# 12" and under South Amer Cat



## Betta1 (Jan 5, 2007)

I'm setting up my 130g aquarium as a large south american tank and need ideas about what catfish to have (the proposed tank is in my signature)

I want to stay all south american and I am willing to sell fish once they reach max size for my tank but would prefer keeping as many fish as I can to permantant occupancy to the tank.

oh and it can't be something that'll take a bite out of my arowana or the severus like a red tail etc


----------



## Pandapop (Dec 29, 2009)

Not a very helpful response in the least, but I just want to say that you have some pretty impressive tanks! 130g, wow. 

So anyway, not sure about your pH, temp, all that -- or even much about the fish in your current tank. I'll list a few catfish I find interesting -- all originate from South America.

The *Red-Tailed Catfish* _(Phractocephalus hemioliopterus)_
4ft (122cm) in length... 
21-27°C / 71-80°F
Soft to slightly hard water, pH 6.8-7.6










*Sailfin Catfish / Sailfin Marbled Catfish* _(Leiarius pictus)_
24in (60cm) but might grow larger.
22-25°C / 72-77°F
Fairly soft, somewhat acidic to neutral, pH 6.5-7.2










*Columbian Shark Catfish* _Hexanematichthys seemanni_
12-14in (30-35cm), can reach 24in (61cm)
21-26C / 70-79F
Neutral to alkaline, pH 6.8-8.0










Assuming you wanted larger-ish catfish? 
Also some smaller ones...

*Bristlenose Catfish* _Ancistrus species_
5in (12.5cm)
21-26°C / 70-79°F
Fairly soft, slightly acidic to alkaline, pH 6.5-7.5










*Pictus Catfish* _Pimelodus pictus_
5in (12.5cm)
22-25°C / 72-77°F
Fairly soft, somewhat acidic, pH 6-6.9










*Zebra Plecostomus* _Hypancistrus zebra_
3.5in (8.5cm)
25-30°C / 77-86°F
Soft to hard, pH 6.5-7.4










Obviously some of the information might be wrong, since I don't really know anything about these fish. I just did some really fast research.


----------



## Pandapop (Dec 29, 2009)

Oh wait, 12in and under... oh. WELL. I did list some that are under 12 inches? lol


----------



## Blue Cray (Oct 19, 2007)

The tank isn't really big enough for a large catfish, I recomend sticking with the syno group. I have a syno that actually looks like a fancy catfish with a flag-tail and everything. 

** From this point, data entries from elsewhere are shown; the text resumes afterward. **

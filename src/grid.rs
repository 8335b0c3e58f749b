//! Pixel grid validation and encoding
//!
//! A pixel grid is a rectangular array of color tokens, written by hand as an
//! array literal:
//!
//! ```text
//! [["255, 0, 0", "0, 255, 0"],
//!  ["0, 0, 255", "0, 0, 0, 0"]]
//! ```
//!
//! or as an object declaring palette aliases first:
//!
//! ```text
//! {
//!   palette: { R: "255, 0, 0", _: "0, 0, 0, 0" },
//!   grid: [["R", "_"], ["_", "R"]],
//! }
//! ```
//!
//! Literals are read with JSON5, so comments, single quotes, and trailing
//! commas are accepted. Validation always completes before any byte is packed.

use std::collections::HashMap;
use std::fmt;

use image::Rgba;
use serde_json::Value;
use thiserror::Error;

use crate::color::{parse_channels, ColorError};
use crate::packed::{PackedImage, CHANNELS};

/// Validation failure categories
#[derive(Debug, Clone, Copy, PartialEq, Eq, Hash)]
pub enum ValidationErrorKind {
    Syntax,
    MalformedShape,
    RaggedRows,
    BadTokenType,
    BadColorFormat,
    LengthMismatch,
}

/// Error raised when a pixel grid cannot be encoded.
#[derive(Debug, Clone, PartialEq, Eq, Error)]
pub enum ValidationError {
    /// The literal is not parseable at all
    #[error("invalid grid literal: {0}")]
    Syntax(String),
    /// Not a non-empty array of non-empty arrays
    #[error("malformed grid: {0}")]
    MalformedShape(String),
    /// A row's length differs from the first row's
    #[error("row {row} has {found} colors, expected {expected}")]
    RaggedRows { row: usize, expected: usize, found: usize },
    /// A color token is not a string
    #[error("{location} is {found}, expected a color string")]
    BadTokenType { location: String, found: &'static str },
    /// A color token is not 3 or 4 integer channels
    #[error("{location} has invalid color format \"{token}\": {source}")]
    BadColorFormat {
        location: String,
        token: String,
        #[source]
        source: ColorError,
    },
    /// Packed buffer does not hold exactly 4 bytes per pixel
    #[error("packed length {found} does not match 4 x width x height = {expected}")]
    LengthMismatch { expected: u64, found: u64 },
}

impl ValidationError {
    pub fn kind(&self) -> ValidationErrorKind {
        match self {
            ValidationError::Syntax(_) => ValidationErrorKind::Syntax,
            ValidationError::MalformedShape(_) => ValidationErrorKind::MalformedShape,
            ValidationError::RaggedRows { .. } => ValidationErrorKind::RaggedRows,
            ValidationError::BadTokenType { .. } => ValidationErrorKind::BadTokenType,
            ValidationError::BadColorFormat { .. } => ValidationErrorKind::BadColorFormat,
            ValidationError::LengthMismatch { .. } => ValidationErrorKind::LengthMismatch,
        }
    }
}

/// Where a token sits, for error messages.
#[derive(Debug, Clone, Copy)]
enum Location<'a> {
    Cell { row: usize, column: usize },
    Alias(&'a str),
}

impl fmt::Display for Location<'_> {
    fn fmt(&self, f: &mut fmt::Formatter<'_>) -> fmt::Result {
        match self {
            Location::Cell { row, column } => write!(f, "color at row {}, column {}", row, column),
            Location::Alias(name) => write!(f, "palette alias '{}'", name),
        }
    }
}

/// A validated, rectangular grid of color tokens.
///
/// Construction checks the shape only; color formats are checked by
/// [`PixelGrid::encode`].
#[derive(Debug, Clone, PartialEq, Eq)]
pub struct PixelGrid {
    rows: Vec<Vec<String>>,
}

impl PixelGrid {
    /// Build a grid from rows of tokens, checking that it is non-empty and rectangular.
    pub fn new(rows: Vec<Vec<String>>) -> Result<Self, ValidationError> {
        let width = first_row_width(rows.len(), rows.first().map(Vec::len))?;
        for (row, tokens) in rows.iter().enumerate() {
            check_row_width(row, width, tokens.len())?;
        }
        Ok(Self { rows })
    }

    /// Build a grid from a JSON value, checking shape and token types.
    pub fn from_value(value: &Value) -> Result<Self, ValidationError> {
        Self::from_value_with_palette(value, &HashMap::new())
    }

    /// Read a grid literal: either a bare array of rows or an object with a
    /// `grid` array and an optional `palette` of aliases.
    pub fn parse(literal: &str) -> Result<Self, ValidationError> {
        let value: Value =
            json5::from_str(literal).map_err(|e| ValidationError::Syntax(e.to_string()))?;

        match &value {
            Value::Object(fields) => {
                let grid = fields.get("grid").ok_or_else(|| {
                    ValidationError::MalformedShape("object literal has no `grid` field".to_string())
                })?;
                let palette = match fields.get("palette") {
                    Some(palette) => parse_palette(palette)?,
                    None => HashMap::new(),
                };
                Self::from_value_with_palette(grid, &palette)
            }
            _ => Self::from_value(&value),
        }
    }

    fn from_value_with_palette(
        value: &Value,
        palette: &HashMap<String, String>,
    ) -> Result<Self, ValidationError> {
        let rows = match value {
            Value::Array(rows) => rows,
            other => {
                return Err(ValidationError::MalformedShape(format!(
                    "expected an array of rows, found {}",
                    type_name(other)
                )))
            }
        };

        let first_len = match rows.first() {
            Some(Value::Array(first)) => Some(first.len()),
            Some(other) => {
                return Err(ValidationError::MalformedShape(format!(
                    "row 0 is {}, expected an array",
                    type_name(other)
                )))
            }
            None => None,
        };
        let width = first_row_width(rows.len(), first_len)?;

        let mut grid = Vec::with_capacity(rows.len());
        for (row, value) in rows.iter().enumerate() {
            let cells = match value {
                Value::Array(cells) => cells,
                other => {
                    return Err(ValidationError::MalformedShape(format!(
                        "row {} is {}, expected an array",
                        row,
                        type_name(other)
                    )))
                }
            };
            check_row_width(row, width, cells.len())?;

            let mut tokens = Vec::with_capacity(width);
            for (column, cell) in cells.iter().enumerate() {
                let token = match cell {
                    Value::String(token) => token,
                    other => {
                        return Err(ValidationError::BadTokenType {
                            location: Location::Cell { row, column }.to_string(),
                            found: type_name(other),
                        })
                    }
                };
                let resolved = palette.get(token).unwrap_or(token);
                tokens.push(resolved.clone());
            }
            grid.push(tokens);
        }

        Ok(Self { rows: grid })
    }

    /// Number of colors per row
    pub fn width(&self) -> usize {
        self.rows.first().map_or(0, Vec::len)
    }

    /// Number of rows
    pub fn height(&self) -> usize {
        self.rows.len()
    }

    pub fn rows(&self) -> &[Vec<String>] {
        &self.rows
    }

    /// Validate every token and pack the grid into an RGBA buffer.
    ///
    /// All tokens are parsed before the buffer is assembled, so a failure
    /// never leaves a partially packed image behind.
    pub fn encode(&self) -> Result<PackedImage, ValidationError> {
        let mut colors: Vec<Rgba<u8>> = Vec::with_capacity(self.width() * self.height());
        for (row, tokens) in self.rows.iter().enumerate() {
            for (column, token) in tokens.iter().enumerate() {
                let color = parse_channels(token).map_err(|source| {
                    ValidationError::BadColorFormat {
                        location: Location::Cell { row, column }.to_string(),
                        token: token.clone(),
                        source,
                    }
                })?;
                colors.push(color);
            }
        }

        let data: Vec<u8> = colors.iter().flat_map(|color| color.0).collect();
        let byte_len = data.len();
        let (width, height) = (dimension(self.width())?, dimension(self.height())?);
        let packed = PackedImage::new(data, width, height)?;

        log::debug!(
            "encoded {}x{} pixel grid ({} bytes, {} per pixel)",
            width,
            height,
            byte_len,
            CHANNELS
        );
        Ok(packed)
    }
}

/// Validate a JSON grid value and pack it in one step.
pub fn encode(value: &Value) -> Result<PackedImage, ValidationError> {
    PixelGrid::from_value(value)?.encode()
}

/// Read a grid literal and pack it in one step.
pub fn encode_literal(literal: &str) -> Result<PackedImage, ValidationError> {
    PixelGrid::parse(literal)?.encode()
}

fn parse_palette(value: &Value) -> Result<HashMap<String, String>, ValidationError> {
    let aliases = match value {
        Value::Object(aliases) => aliases,
        other => {
            return Err(ValidationError::MalformedShape(format!(
                "palette is {}, expected an object of aliases",
                type_name(other)
            )))
        }
    };

    let mut palette = HashMap::with_capacity(aliases.len());
    for (name, color) in aliases {
        match color {
            Value::String(color) => {
                palette.insert(name.clone(), color.clone());
            }
            other => {
                return Err(ValidationError::BadTokenType {
                    location: Location::Alias(name).to_string(),
                    found: type_name(other),
                })
            }
        }
    }
    Ok(palette)
}

fn first_row_width(height: usize, first: Option<usize>) -> Result<usize, ValidationError> {
    match first {
        None if height == 0 => {
            Err(ValidationError::MalformedShape("grid has no rows".to_string()))
        }
        Some(0) | None => {
            Err(ValidationError::MalformedShape("first row has no colors".to_string()))
        }
        Some(width) => Ok(width),
    }
}

fn check_row_width(row: usize, expected: usize, found: usize) -> Result<(), ValidationError> {
    if found != expected {
        return Err(ValidationError::RaggedRows { row, expected, found });
    }
    Ok(())
}

fn dimension(len: usize) -> Result<u32, ValidationError> {
    u32::try_from(len).map_err(|_| {
        ValidationError::MalformedShape(format!("dimension {} exceeds the supported size", len))
    })
}

fn type_name(value: &Value) -> &'static str {
    match value {
        Value::Null => "null",
        Value::Bool(_) => "a boolean",
        Value::Number(_) => "a number",
        Value::String(_) => "a string",
        Value::Array(_) => "an array",
        Value::Object(_) => "an object",
    }
}
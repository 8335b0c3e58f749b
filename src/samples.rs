//! Built-in sample programs and sprites

use std::collections::HashMap;

use crate::grid::{PixelGrid, ValidationError};

/// Starter program shown before anything has been generated
pub const BASIC_PROGRAM: &str = r#"import DataPixels from "./DataPixels.js";

const R = "255, 0, 0, 255";    //Red
const G = "0, 255, 0, 255";    //Green
const B = "0, 0, 255, 255";    //Blue
const _ = "0, 0, 0, 0";        //Transparent

const data = [[R, G],
              [B, _]];

const size = 100;

const dataPixels = new DataPixels(data, size).image;

document.body.appendChild(dataPixels);"#;

/// Names accepted by [`sample_grid`], plus `basic` for the program text
pub const SAMPLE_NAMES: [&str; 4] = ["basic", "mario", "luigi", "heart"];

const TRANSPARENT: &str = "0, 0, 0, 0";

const MARIO_ROWS: [&str; 16] = [
    "___CCCCC____",
    "__CCCCCCCCC_",
    "__BBBSSBS___",
    "_BSBSSSBSSS_",
    "_BSBBSSSBSSB",
    "_BBSSSSBBBB_",
    "___SSSSSSS__",
    "__CCOCCCC___",
    "_CCCOCCOCCC_",
    "CCCCOOOOCCCC",
    "WWCOYOOYOCWW",
    "WWWOOOOOOWWW",
    "WWOOOOOOOOWW",
    "__OOO__OOO__",
    "_BBB____BBB_",
    "BBBB____BBBB",
];

const HEART_ROWS: [&str; 12] = [
    "__$$$___$$$__",
    "_$HHH$_$YYZ$_",
    "$HHAHH$HHYYZ$",
    "$HAHHHHHHHYZ$",
    "$HAHHHHHHHYZ$",
    "$HHHHHHHHHYZ$",
    "_$HHHHHHHYZ$_",
    "__$HHHHHHY$__",
    "___$HHHHY$___",
    "____$HHY$____",
    "_____$Y$_____",
    "______$______",
];

/// A palette-aliased grid, the same shape a hand-written grid literal takes.
#[derive(Debug, Clone, PartialEq, Eq)]
pub struct SampleSprite {
    pub name: &'static str,
    pub palette: HashMap<char, String>,
    pub rows: Vec<String>,
}

impl SampleSprite {
    /// Resolve aliases into a pixel grid.
    pub fn to_grid(&self) -> Result<PixelGrid, ValidationError> {
        let rows = self
            .rows
            .iter()
            .map(|row| {
                row.chars()
                    .map(|alias| {
                        self.palette.get(&alias).cloned().unwrap_or_else(|| alias.to_string())
                    })
                    .collect()
            })
            .collect();
        PixelGrid::new(rows)
    }
}

/// Mario (red hat and shirt) or Luigi (green).
pub fn mario_brother(is_mario: bool) -> SampleSprite {
    let main_color = if is_mario { "255, 0, 0" } else { "0, 180, 0" };
    let palette = HashMap::from([
        ('C', main_color.to_string()),
        ('B', "100, 50, 0".to_string()),
        ('S', "255, 200, 150".to_string()),
        ('O', "0, 0, 255".to_string()),
        ('Y', "255, 255, 0".to_string()),
        ('W', "255, 255, 255".to_string()),
        ('_', TRANSPARENT.to_string()),
    ]);

    SampleSprite {
        name: if is_mario { "mario" } else { "luigi" },
        palette,
        rows: MARIO_ROWS.iter().map(|r| r.to_string()).collect(),
    }
}

/// A heart of the given hue with lighter and darker shades.
///
/// Shades move each channel by `lightness` (or twice that) and saturate at
/// the channel bounds.
pub fn heart(red: u8, green: u8, blue: u8, lightness: u8) -> SampleSprite {
    let shade = |f: fn(u8, u8) -> u8, amount: u8| {
        format!("{}, {}, {}", f(red, amount), f(green, amount), f(blue, amount))
    };
    let double = lightness.saturating_mul(2);

    let palette = HashMap::from([
        ('H', format!("{}, {}, {}", red, green, blue)),
        ('A', shade(u8::saturating_add, double)),
        ('Y', shade(u8::saturating_sub, lightness)),
        ('Z', shade(u8::saturating_sub, double)),
        ('$', "0, 0, 0".to_string()),
        ('_', TRANSPARENT.to_string()),
    ]);

    SampleSprite { name: "heart", palette, rows: HEART_ROWS.iter().map(|r| r.to_string()).collect() }
}

/// Look up a sample sprite by name.
pub fn sample_grid(name: &str) -> Option<SampleSprite> {
    match name {
        "mario" => Some(mario_brother(true)),
        "luigi" => Some(mario_brother(false)),
        "heart" => Some(heart(200, 0, 50, 20)),
        _ => None,
    }
}
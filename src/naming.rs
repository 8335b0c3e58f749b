//! Variable names derived from file names

use once_cell::sync::Lazy;
use regex::Regex;

/// Default variable name for generated pixel data
pub const DEFAULT_VARIABLE_NAME: &str = "pixelData";

static ILLEGAL_CHARACTERS: Lazy<Regex> =
    Lazy::new(|| Regex::new(r"[^A-Za-z0-9$_]+").expect("identifier filter pattern is valid"));

/// Turn a file name into an identifier that is safe to use as a variable name.
///
/// The extension (everything from the first `.`) is dropped along with any
/// character that cannot appear in an identifier. If nothing is left,
/// `default_name` is returned; if the name starts with a digit it is prefixed
/// with `default_name`; otherwise its first letter is lower-cased.
///
/// ```
/// use datapixels::naming::clean_file_name;
///
/// assert_eq!(clean_file_name("3dSprite.png", "pixelData"), "pixelData3dSprite");
/// assert_eq!(clean_file_name("Hero Walk.gif", "pixelData"), "heroWalk");
/// ```
pub fn clean_file_name(file_name: &str, default_name: &str) -> String {
    let stem = file_name.split('.').next().unwrap_or_default();
    let cleaned = ILLEGAL_CHARACTERS.replace_all(stem, "");

    let mut chars = cleaned.chars();
    match chars.next() {
        None => default_name.to_string(),
        Some(first) if first.is_ascii_digit() => format!("{}{}", default_name, cleaned),
        Some(first) => first.to_lowercase().chain(chars).collect(),
    }
}

/// Check that `name` can be used verbatim as a variable name.
pub fn is_identifier(name: &str) -> bool {
    let mut chars = name.chars();
    match chars.next() {
        Some(first) if first.is_ascii_alphabetic() || first == '$' || first == '_' => {
            chars.all(|c| c.is_ascii_alphanumeric() || c == '$' || c == '_')
        }
        _ => false,
    }
}
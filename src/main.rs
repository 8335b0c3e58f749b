//! DataPixels - Command-line tool for generating pixel art program code

use std::process::ExitCode;

use datapixels::cli;

fn main() -> ExitCode {
    env_logger::init();
    cli::run()
}
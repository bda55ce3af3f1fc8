use serde::{Deserialize, Serialize};
use sqlx::FromRow;

#[derive(Debug, Clone, PartialEq, Eq, Serialize, Deserialize, FromRow)]
pub struct User {
    pub id: String,
    pub username: String,
    #[serde(skip_serializing)]
    pub api_token: String,
    pub created_at: String,
}
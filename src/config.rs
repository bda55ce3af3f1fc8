use std::env;
use std::net::SocketAddr;

use thiserror::Error;

const DEFAULT_DATABASE_URL: &str = "sqlite://taskboard.db?mode=rwc";
const DEFAULT_BIND_ADDR: &str = "127.0.0.1:3000";
const DEFAULT_MAX_CONNECTIONS: u32 = 5;
pub const DEFAULT_LOG_FILTER: &str = "taskboard=debug,tower_http=info";

#[derive(Debug, Error)]
pub enum ConfigError {
    #[error("{name} is not a valid socket address: {value}")]
    InvalidAddr { name: &'static str, value: String },

    #[error("{name} must be a positive integer, got {value}")]
    InvalidNumber { name: &'static str, value: String },
}

#[derive(Clone, Debug)]
pub struct AppConfig {
    pub database_url: String,
    pub bind_addr: SocketAddr,
    pub max_connections: u32,
}

impl AppConfig {
    /// Reads configuration from the process environment. Call
    /// `dotenvy::dotenv()` first to pick up a local `.env` file.
    pub fn from_env() -> Result<Self, ConfigError> {
        Self::from_lookup(|name| env::var(name).ok())
    }

    fn from_lookup(lookup: impl Fn(&str) -> Option<String>) -> Result<Self, ConfigError> {
        let database_url =
            lookup("DATABASE_URL").unwrap_or_else(|| DEFAULT_DATABASE_URL.to_string());

        let bind_addr = match lookup("BIND_ADDR") {
            Some(value) => value.parse().map_err(|_| ConfigError::InvalidAddr {
                name: "BIND_ADDR",
                value,
            })?,
            None => DEFAULT_BIND_ADDR
                .parse()
                .map_err(|_| ConfigError::InvalidAddr {
                    name: "BIND_ADDR",
                    value: DEFAULT_BIND_ADDR.to_string(),
                })?,
        };

        let max_connections = match lookup("DB_MAX_CONNECTIONS") {
            Some(value) => match value.parse::<u32>() {
                Ok(n) if n > 0 => n,
                _ => {
                    return Err(ConfigError::InvalidNumber {
                        name: "DB_MAX_CONNECTIONS",
                        value,
                    });
                }
            },
            None => DEFAULT_MAX_CONNECTIONS,
        };

        Ok(Self {
            database_url,
            bind_addr,
            max_connections,
        })
    }
}
//! SQL access for users, projects, tasks and comments.
//!
//! Functions take a `&mut SqliteConnection` so callers can run several of
//! them inside one transaction. Cascade-delete and set-null rules are
//! carried out here explicitly rather than left to foreign key actions.

mod comments;
mod projects;
mod tasks;
mod users;

use chrono::{SecondsFormat, Utc};

pub use comments::{fetch_comments_for_task, insert_comment};
pub use projects::{
    delete_project, ensure_member, fetch_members, fetch_projects_visible_to, find_project,
    insert_project, replace_members, update_project,
};
pub use tasks::{
    clear_assignee, delete_task, fetch_tasks_for_project, find_task, insert_task, update_task,
};
pub use users::{delete_user, find_user_by_token, insert_user, missing_user_ids};

/// Fixed-width RFC 3339 timestamp, so lexical order matches time order.
pub(crate) fn timestamp() -> String {
    Utc::now().to_rfc3339_opts(SecondsFormat::Micros, true)
}
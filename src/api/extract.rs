use axum::Json;
use axum::extract::rejection::JsonRejection;
use axum::extract::{FromRequest, Request};

use crate::error::AppError;

/// `Json` whose rejections are reported through [`AppError`], so a body that
/// cannot be read still answers with the JSON error shape.
pub(super) struct JsonBody<T>(pub T);

impl<S, T> FromRequest<S> for JsonBody<T>
where
    Json<T>: FromRequest<S, Rejection = JsonRejection>,
    S: Send + Sync,
{
    type Rejection = AppError;

    async fn from_request(req: Request, state: &S) -> Result<Self, Self::Rejection> {
        let Json(value) = Json::<T>::from_request(req, state).await?;
        Ok(Self(value))
    }
}
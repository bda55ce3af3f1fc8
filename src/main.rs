use tracing::info;

use taskboard::api::router;
use taskboard::config::AppConfig;
use taskboard::db;
use taskboard::logging::init_tracing;
use taskboard::state::AppState;

#[tokio::main]
async fn main() -> Result<(), Box<dyn std::error::Error>> {
    dotenvy::dotenv().ok();
    init_tracing();

    let config = AppConfig::from_env()?;

    let pool = db::connect(&config).await?;
    db::migrate(&pool).await?;

    let state = AppState::new(pool);

    let app = router(state);

    info!("listening on http://{}", config.bind_addr);

    let listener = tokio::net::TcpListener::bind(config.bind_addr).await?;
    axum::serve(listener, app).await?;

    Ok(())
}
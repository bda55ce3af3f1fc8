pub mod comment;
pub mod project;
pub mod task;
pub mod user;
pub mod validation;

pub use comment::Comment;
pub use project::{NewProjectRequest, Project, ProjectListQuery, UpdateProjectRequest};
pub use task::{
    NewTask, NewTaskRequest, Task, TaskChanges, TaskPriority, TaskStatus, UpdateTaskRequest,
    UpdateTaskStatusRequest,
};
pub use user::User;
pub use validation::FieldErrors;
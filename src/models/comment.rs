use serde::{Deserialize, Serialize};
use sqlx::FromRow;

#[derive(Debug, Clone, Serialize, Deserialize, FromRow)]
pub struct Comment {
    pub id: String,
    pub task_id: String,
    pub author_id: String,
    pub text: String,
    pub created_at: String,
}
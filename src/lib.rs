//! Multi-tenant project and task tracker.
//!
//! Projects are visible to their owner and members only; tasks inherit the
//! visibility of their project. Anything a caller may not see is reported
//! as not found.

pub mod api;
pub mod auth;
pub mod config;
pub mod db;
pub mod error;
pub mod logging;
pub mod models;
pub mod policy;
pub mod services;
pub mod state;
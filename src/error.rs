use axum::extract::rejection::JsonRejection;
use axum::{Json, http::StatusCode, response::{IntoResponse, Response}};
use serde::Serialize;
use thiserror::Error;
use tracing::error;

use crate::models::FieldErrors;

#[derive(Debug, Error)]
pub enum AppError {
    #[error("Database error: {0}")]
    Database(#[from] sqlx::Error),

    /// Absent, or not visible to the caller. The two are never told apart.
    #[error("Not found")]
    NotFound,

    #[error("Validation failed: {0}")]
    Validation(FieldErrors),

    #[error("Authentication required")]
    Unauthorized,
}

impl From<FieldErrors> for AppError {
    fn from(errors: FieldErrors) -> Self {
        AppError::Validation(errors)
    }
}

/// An unreadable request body is reported under the `body` field.
impl From<JsonRejection> for AppError {
    fn from(rejection: JsonRejection) -> Self {
        let mut errors = FieldErrors::new();
        errors.add("body", rejection.body_text());
        AppError::Validation(errors)
    }
}

#[derive(Debug, Serialize)]
pub struct ErrorResponse {
    pub error: String,
    pub message: String,
    #[serde(skip_serializing_if = "Option::is_none")]
    pub fields: Option<FieldErrors>,
}

impl IntoResponse for AppError {
    fn into_response(self) -> Response {
        let (status, error_message, fields) = match self {
            AppError::NotFound => (StatusCode::NOT_FOUND, "Not Found".to_string(), None),
            AppError::Validation(fields) => (
                StatusCode::UNPROCESSABLE_ENTITY,
                fields.to_string(),
                Some(fields),
            ),
            AppError::Unauthorized => (
                StatusCode::UNAUTHORIZED,
                "Authentication required".to_string(),
                None,
            ),
            AppError::Database(e) => {
                error!("database error: {}", e);
                (
                    StatusCode::INTERNAL_SERVER_ERROR,
                    "Database error occurred".to_string(),
                    None,
                )
            }
        };

        let body = Json(ErrorResponse {
            error: status.to_string(),
            message: error_message,
            fields,
        });

        (status, body).into_response()
    }
}

#[cfg(test)]
mod tests {
    use super::*;

    #[test]
    fn test_status_codes() {
        assert_eq!(
            AppError::NotFound.into_response().status(),
            StatusCode::NOT_FOUND
        );
        assert_eq!(
            AppError::Unauthorized.into_response().status(),
            StatusCode::UNAUTHORIZED
        );
        assert_eq!(
            AppError::Database(sqlx::Error::RowNotFound)
                .into_response()
                .status(),
            StatusCode::INTERNAL_SERVER_ERROR
        );

        let mut fields = FieldErrors::new();
        fields.add("status", "bad");
        assert_eq!(
            AppError::from(fields).into_response().status(),
            StatusCode::UNPROCESSABLE_ENTITY
        );
    }
}
use sqlx::SqliteConnection;
use uuid::Uuid;

use super::timestamp;
use crate::models::{NewTask, Task};

const TASK_COLUMNS: &str = "id, project_id, title, description, status, priority, deadline, \
    assignee_id, created_at, updated_at";

pub async fn insert_task(
    conn: &mut SqliteConnection,
    project_id: &str,
    new_task: NewTask,
) -> Result<Task, sqlx::Error> {
    let now = timestamp();
    let task = Task {
        id: Uuid::new_v4().to_string(),
        project_id: project_id.to_string(),
        title: new_task.title,
        description: new_task.description,
        status: new_task.status,
        priority: new_task.priority,
        deadline: new_task.deadline,
        assignee_id: new_task.assignee_id,
        created_at: now.clone(),
        updated_at: now,
    };

    sqlx::query(
        r#"
        INSERT INTO tasks
            (id, project_id, title, description, status, priority,
            deadline, assignee_id, created_at, updated_at)
        VALUES (?, ?, ?, ?, ?, ?, ?, ?, ?, ?)
        "#,
    )
    .bind(&task.id)
    .bind(&task.project_id)
    .bind(&task.title)
    .bind(&task.description)
    .bind(task.status)
    .bind(task.priority)
    .bind(task.deadline)
    .bind(&task.assignee_id)
    .bind(&task.created_at)
    .bind(&task.updated_at)
    .execute(&mut *conn)
    .await?;

    Ok(task)
}

pub async fn find_task(conn: &mut SqliteConnection, id: &str) -> Result<Option<Task>, sqlx::Error> {
    let sql = format!("SELECT {TASK_COLUMNS} FROM tasks WHERE id = ?");
    sqlx::query_as::<_, Task>(&sql)
        .bind(id)
        .fetch_optional(&mut *conn)
        .await
}

/// Tasks of a project, newest first.
pub async fn fetch_tasks_for_project(
    conn: &mut SqliteConnection,
    project_id: &str,
) -> Result<Vec<Task>, sqlx::Error> {
    let sql = format!(
        "SELECT {TASK_COLUMNS} FROM tasks WHERE project_id = ? \
        ORDER BY created_at DESC, rowid DESC"
    );
    sqlx::query_as::<_, Task>(&sql)
        .bind(project_id)
        .fetch_all(&mut *conn)
        .await
}

/// Persists every mutable field of `task` and bumps `updated_at`. The owning
/// project is never written.
pub async fn update_task(conn: &mut SqliteConnection, task: &mut Task) -> Result<bool, sqlx::Error> {
    task.updated_at = timestamp();

    let result = sqlx::query(
        r#"
        UPDATE tasks
        SET title = ?1,
            description = ?2,
            status = ?3,
            priority = ?4,
            deadline = ?5,
            assignee_id = ?6,
            updated_at = ?7
        WHERE id = ?8
        "#,
    )
    .bind(&task.title)
    .bind(&task.description)
    .bind(task.status)
    .bind(task.priority)
    .bind(task.deadline)
    .bind(&task.assignee_id)
    .bind(&task.updated_at)
    .bind(&task.id)
    .execute(&mut *conn)
    .await?
    .rows_affected();

    Ok(result > 0)
}

/// Deletes a task and its comments. Run inside a transaction.
pub async fn delete_task(conn: &mut SqliteConnection, id: &str) -> Result<bool, sqlx::Error> {
    sqlx::query("DELETE FROM comments WHERE task_id = ?")
        .bind(id)
        .execute(&mut *conn)
        .await?;

    let result = sqlx::query("DELETE FROM tasks WHERE id = ?")
        .bind(id)
        .execute(&mut *conn)
        .await?
        .rows_affected();

    Ok(result > 0)
}

/// Unassigns every task assigned to `user_id`, returning how many changed.
pub async fn clear_assignee(conn: &mut SqliteConnection, user_id: &str) -> Result<u64, sqlx::Error> {
    let result = sqlx::query(
        "UPDATE tasks SET assignee_id = NULL, updated_at = ? WHERE assignee_id = ?",
    )
    .bind(timestamp())
    .bind(user_id)
    .execute(&mut *conn)
    .await?
    .rows_affected();

    Ok(result)
}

If you want rare catfish, more expensive ones you do have more options. Tigs, flash zebra cats, achara pictus, they might set you back $200+ but it's worth it sometimes.


----------



## Betta1 (Jan 5, 2007)

Those are indeed some nice cats pandapop, no one ever said you need to know a ton about fish to enjoy them. You actually gave me a good idea about the columbian high fins..... they get to 12" and I didn't know that.... I've always liked them and never got them (chose pictus the one time I didn't have cory's). btw my 130g isn't set up yet as the sig, it's still an angelfish tank, I'm just pruposing my plan.

Your right blue cray, my tank isn't large enough for large cats but then again it isn't big enough for an arowana so i'm gonna be trading out over time. A large arowana is easy to sell but I'm not sure about large cats, also the cats grow so fast don't know if it's a good idea.

I do like the synodantis idea, when I was working at the LFS with my friend the owner was getting soooooo many different synodantis cats and even some hybrids..... I couldn't help but drool and kick myself over the fact that I have so many cory cats and small fish. He went out of business due to some old debt over a law suit though so there really isn't much around my area any more, certainly not a selection of syno like that and no one that I know well enough to convince to get an assortment of them in the next shipment.

Thanks for the thoughts guys, I'll take both ideas into consideration.


----------